Environment economy basics

A reality show I saw recently was about a really smart guy who dedicated himself to ripping people off; conning them out of millions, and participating in all sorts of illegal activities including bank heists so he could get a trophy girlfriend and live the high life.

He actually hobnobbed with well established and wealthy people who unwittingly assisted him in his nefarious activities because they accepted him at face value.

Of course, he wasn't smart enough to get away with it forever, and today finds himself spending the majority of his life - the rest of it - in jail.

The sheriff who tracked him down said this: "It's too bad. If he had dedicated his intelligence, cleverness, charm and hard work for good -- he would be an incredible asset to the world."

Remember my blog about short term gain, long term loss?

This is a classic example. Especially because apparently he still tries to con more people from inside the slammer.
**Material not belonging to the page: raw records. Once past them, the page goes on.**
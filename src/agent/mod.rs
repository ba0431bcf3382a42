//! Backend adapters.
//!
//! This module provides the `AnalysisAgent` trait and one implementation per
//! provider. Adapters are stateless apart from their client configuration
//! and are shared as `Arc<dyn AnalysisAgent>` by every in-flight request.

use async_trait::async_trait;
use std::collections::HashMap;
use std::sync::Arc;

pub mod anthropic;
pub mod canned;
pub mod error;
pub mod factory;
pub mod google;
pub mod openai;
pub mod parse;

pub use canned::{degraded_result, CannedAgent};
pub use error::AgentError;

use crate::config::Provider;
use crate::prompt::PromptPayload;
use crate::tier::BackendConfig;
use crate::types::AnalysisResult;

/// Unified interface for analysis backends.
///
/// # Object Safety
///
/// This trait is object-safe and designed to be used as `Arc<dyn AnalysisAgent>`.
///
/// # Cancellation Safety
///
/// `generate` is cancellation-safe. Dropping the future aborts the in-flight
/// HTTP request; the orchestrator relies on this to enforce attempt timeouts.
#[async_trait]
pub trait AnalysisAgent: Send + Sync + 'static {
    /// Provider this adapter talks to.
    fn provider(&self) -> Provider;

    /// Produce an analysis for `prompt` using the model and limits in `backend`.
    ///
    /// The returned result names this provider and `backend.model`. It is
    /// parsed but not length-validated.
    async fn generate(
        &self,
        prompt: &PromptPayload,
        backend: &BackendConfig,
    ) -> Result<AnalysisResult, AgentError>;
}

/// Adapters keyed by provider. Always contains the canned terminal adapter.
#[derive(Clone)]
pub struct AgentSet {
    agents: HashMap<Provider, Arc<dyn AnalysisAgent>>,
}

impl AgentSet {
    pub fn new() -> Self {
        let mut agents: HashMap<Provider, Arc<dyn AnalysisAgent>> = HashMap::new();
        agents.insert(Provider::Canned, Arc::new(CannedAgent));
        Self { agents }
    }

    /// Register `agent` under its provider, replacing any previous one.
    pub fn with_agent(mut self, agent: Arc<dyn AnalysisAgent>) -> Self {
        self.insert(agent);
        self
    }

    pub fn insert(&mut self, agent: Arc<dyn AnalysisAgent>) {
        self.agents.insert(agent.provider(), agent);
    }

    pub fn get(&self, provider: Provider) -> Option<&Arc<dyn AnalysisAgent>> {
        self.agents.get(&provider)
    }

    /// Registered providers, sorted.
    pub fn providers(&self) -> Vec<Provider> {
        let mut providers: Vec<Provider> = self.agents.keys().copied().collect();
        providers.sort_by_key(|p| p.as_str());
        providers
    }
}

impl Default for AgentSet {
    fn default() -> Self {
        Self::new()
    }
}

impl std::fmt::Debug for AgentSet {
    fn fmt(&self, f: &mut std::fmt::Formatter<'_>) -> std::fmt::Result {
        f.debug_struct("AgentSet")
            .field("providers", &self.providers())
            .finish()
    }
}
Which only tacks more time ....

What has this got to do with environmental economy?

Well, it seems to me that if we invested in and worked to clean up the environment, we'd ultimately save an extraordinary amount of money.

Here's the money we'd save - individually, as taxpayers:

1) we wouldn't have to pay for massive clean up sites with our tax dollars because companies have poisoned our waters, air and grounds.

2) we wouldn't have to pay the personal price of sickness and death caused by pollutions created by polluters, including the US government.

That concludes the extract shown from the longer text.